Ela se aproxima, com Isabella ainda ao seu lado, como um pequeno comitê de boas-vindas ao caos.
Minha sogra cumprimenta Sofia com um beijo na bochecha, que aceita o gesto com um incômodo evidente, depois se vira para Ettore.
— Querido filho — ela diz, dando um beijo na bochecha dele. — E Liz.
Forço um sorriso ao cumprimentá-la, ignorando o desdém habitual.
— Boa noite, mãe — Ettore cumprimenta, formal como sempre. — Isabella — acrescenta, com um aceno breve.
— Ettore, querido — Isabella responde, sorrindo até demais. — Que coincidência encontrá-lo aqui.
— Uma coincidência num jantar familiar? — Sofia comenta, irônica, levantando sua sobrancelha branca. — Por falar nisso… Alessandro, você não disse que seria uma reunião familiar? Não me lembro dessa moça ser parte da nossa família.
Um silêncio constrangedor se instala, e Isabella cora ligeiramente. Alessandro abre a boca para justificar, mas é interrompido por Chiara.
— Isabella é minha convidada — minha sogra intervém, olhando para o cunhado. — Espero que não se importe, Alessandro.
— Claro que não, Chiara — ele responde, claramente desconfortável. — Quanto mais pessoas, melhor.
Chiara assente, satisfeita. Então, seu olhar para no meu pescoço. Seu sorriso diminui e, por um momento, acredito que ela arrancará a joia de mim.

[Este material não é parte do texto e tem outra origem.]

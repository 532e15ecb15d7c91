use anyhow::Result;
use tracing_subscriber::{fmt, EnvFilter};
use tracing_subscriber::layer::SubscriberExt;
use tracing_subscriber::util::SubscriberInitExt;
use std::path::PathBuf;
use std::fs;
use std::sync::Mutex;

/// Initialize the logging system
pub fn init_logging(verbose: bool, log_file: Option<PathBuf>) -> Result<()> {
    let level = if verbose { "debug" } else { "info" };
    let env_filter = EnvFilter::from_default_env()
        .add_directive(format!("{}={}", env!("CARGO_CRATE_NAME"), level).parse()?)
        .add_directive("warn".parse()?);

    let fmt_layer = fmt::layer()
        .with_target(true)
        .with_file(true)
        .with_line_number(true);

    if let Some(log_file) = log_file {
        if let Some(parent) = log_file.parent() {
            if !parent.as_os_str().is_empty() {
                fs::create_dir_all(parent)?;
            }
        }

        let file = fs::OpenOptions::new()
            .create(true)
            .append(true)
            .open(log_file)?;
        let file_layer = fmt::layer()
            .with_target(true)
            .with_ansi(false)
            .with_writer(Mutex::new(file));

        tracing_subscriber::registry()
            .with(env_filter)
            .with(fmt_layer)
            .with(file_layer)
            .init();
    } else {
        tracing_subscriber::registry()
            .with(env_filter)
            .with(fmt_layer)
            .init();
    }

    Ok(())
}

/// Create a default log file path
pub fn default_log_file() -> PathBuf {
    let mut path = if let Some(proj_dirs) = directories::ProjectDirs::from("com", "pdf-harvester", "pdf-harvester") {
        proj_dirs.data_dir().to_path_buf()
    } else {
        PathBuf::from("./logs")
    };

    path.push("harvester.log");
    path
}
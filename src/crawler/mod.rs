pub mod controller;
pub mod extractor;
pub mod filename;
pub mod pool;
pub mod task;

// Re-export common types
pub use controller::HarvestController;
pub use extractor::{extract_links, LinkExtractor};
pub use filename::derive_filename;
pub use pool::WorkerPool;
pub use task::{DownloadOutcome, DownloadTask};
pub mod download;
pub mod markup;
pub mod queue;

// Re-export common types
pub use download::{Downloader, DownloadError, Fetcher};
pub use markup::{MarkupStore, MarkupStoreError};
pub use queue::{QueueError, TaskQueue};
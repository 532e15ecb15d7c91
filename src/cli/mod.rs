pub mod commands;
pub mod config;

use anyhow::Result;
use clap::{Args, Parser, Subcommand};
use std::path::PathBuf;
use tracing::info;

#[derive(Parser)]
#[command(author, version, about, long_about = None)]
pub struct Cli {
    /// Enable debug logging
    #[arg(short, long, global = true)]
    pub verbose: bool,

    /// Also write logs to the default log file
    #[arg(long, global = true, conflicts_with = "log_file")]
    pub log: bool,

    /// Also write logs to this file
    #[arg(long, global = true, value_name = "PATH")]
    pub log_file: Option<PathBuf>,

    #[command(subcommand)]
    command: Commands,
}

/// Where to load the configuration from
#[derive(Args, Debug, Clone, Default)]
pub struct ConfigSource {
    /// Configuration file to use instead of a profile
    #[arg(short, long, value_name = "FILE")]
    pub config: Option<PathBuf>,

    /// Named configuration profile
    #[arg(short, long)]
    pub profile: Option<String>,
}

#[derive(Subcommand)]
enum Commands {
    /// Render the listing pages, extract document links and download them
    Run {
        #[command(flatten)]
        source: ConfigSource,

        /// First listing page (inclusive)
        #[arg(long)]
        start: Option<u32>,

        /// Last listing page (exclusive)
        #[arg(long)]
        end: Option<u32>,

        /// Number of concurrent download workers
        #[arg(short, long)]
        workers: Option<usize>,

        /// Directory the documents are saved into
        #[arg(short, long, value_name = "DIR")]
        output: Option<PathBuf>,
    },

    /// Print the document links found in the markup store
    Extract {
        #[command(flatten)]
        source: ConfigSource,

        /// Print a JSON array instead of one line per link
        #[arg(long)]
        json: bool,
    },

    /// Download a single document URL
    Fetch {
        /// Document URL
        #[arg(required = true)]
        url: String,

        #[command(flatten)]
        source: ConfigSource,

        /// Directory the document is saved into
        #[arg(short, long, value_name = "DIR")]
        output: Option<PathBuf>,
    },

    /// Manage configuration profiles
    Config {
        /// Profile name to manage
        #[arg(required = false, value_name = "NAME")]
        name: Option<String>,

        #[command(flatten)]
        source: ConfigSource,

        /// List all available profiles
        #[arg(short, long)]
        list: bool,
    },
}

/// Parse command line arguments
pub fn parse_args() -> Cli {
    Cli::parse()
}

/// Process the command
pub async fn process_command(cli: Cli) -> Result<()> {
    match cli.command {
        Commands::Run { source, start, end, workers, output } => {
            info!("Starting harvest");
            commands::run(source, commands::RunOverrides { start, end, workers, output }).await
        },
        Commands::Extract { source, json } => {
            info!("Extracting document links");
            commands::extract(source, json).await
        },
        Commands::Fetch { url, source, output } => {
            info!("Fetching {}", url);
            commands::fetch(url, source, output).await
        },
        Commands::Config { name, source, list } => {
            if list {
                info!("Listing all configuration profiles");
                commands::list_profiles()
            } else if let Some(profile_name) = name {
                info!("Managing configuration profile: {}", profile_name);
                commands::manage_profile(profile_name)
            } else {
                info!("Showing current configuration");
                commands::show_config(source)
            }
        },
    }
}

#[cfg(test)]
mod tests {
    use super::*;

    #[test]
    fn verify_cli() {
        use clap::CommandFactory;
        Cli::command().debug_assert()
    }

    #[test]
    fn test_run_overrides_parse() {
        let cli = Cli::try_parse_from([
            "harvester", "--verbose", "run", "--profile", "biorad", "--start", "2", "--end", "5", "-w", "4", "-o", "out",
        ]).unwrap();

        assert!(cli.verbose);
        match cli.command {
            Commands::Run { source, start, end, workers, output } => {
                assert_eq!(source.profile.as_deref(), Some("biorad"));
                assert_eq!((start, end, workers), (Some(2), Some(5), Some(4)));
                assert_eq!(output, Some(PathBuf::from("out")));
            }
            _ => panic!("expected run command"),
        }
    }

    #[test]
    fn test_config_accepts_config_file() {
        let cli = Cli::try_parse_from(["harvester", "config", "--config", "harvest.yaml"]).unwrap();

        match cli.command {
            Commands::Config { name, source, list } => {
                assert!(name.is_none() && !list);
                assert_eq!(source.config, Some(PathBuf::from("harvest.yaml")));
            }
            _ => panic!("expected config command"),
        }
    }

    #[test]
    fn test_log_flags_conflict() {
        assert!(Cli::try_parse_from(["harvester", "--log", "--log-file", "x.log", "extract"]).is_err());
    }
}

— O colar é interessante — diz, quase trincando os dentes. — Parece familiar.
— É o colar da minha mãe — Sofia intervém antes que eu possa responder. — Aquele que Victor te deu e você não usou por que era “simples demais”, lembra?
— Ah, claro — responde, forçando um sorriso. — Vejo que Ettore decidiu que… combina mais com o estilo de Liz.
— É exatamente o que eu disse — Sofia responde, claramente se divertindo com a insatisfação evidente de Chiara. — Finalmente encontrou o pescoço certo.
Ettore limpa a garganta, claramente desconfortável com o rumo da conversa.
— Vou apresentar Liz a alguns primos — diz, virando-se para mim. — Se nos dão licença…
Sofia acena com a mão, enquanto encara Chiara, que parece ligeiramente menor agora. É quase cômico ver minha sogra tão desarmada diante da matriarca.
Ettore me guia pelo salão com sua mão firme em minhas costas. Quando estamos longe, solto o ar que nem percebi estar prendendo.
— Sua avó é… intensa — comento, ainda processando o encontro.
— Ela diz o que pensa, sem filtros — Ettore explica, sorrindo. — Idade e dinheiro têm esse efeito em algumas pessoas.
— Gostei dela — admito, sem conter um sorriso. — Isso é raro em meio à falsidade em que vivemos.
Um garçom passa com uma bandeja de champanhe, e Ettore pega duas taças, me entregando uma.
Paramos perto de uma das janelas, um lugar que nos permite uma visão clara do salão.
Sofia conversa com Alessandro e a esposa dele. Chiara e Isabella conversam entre si e, pelos olhares em nossa direção, sei que estão falando de nós dois.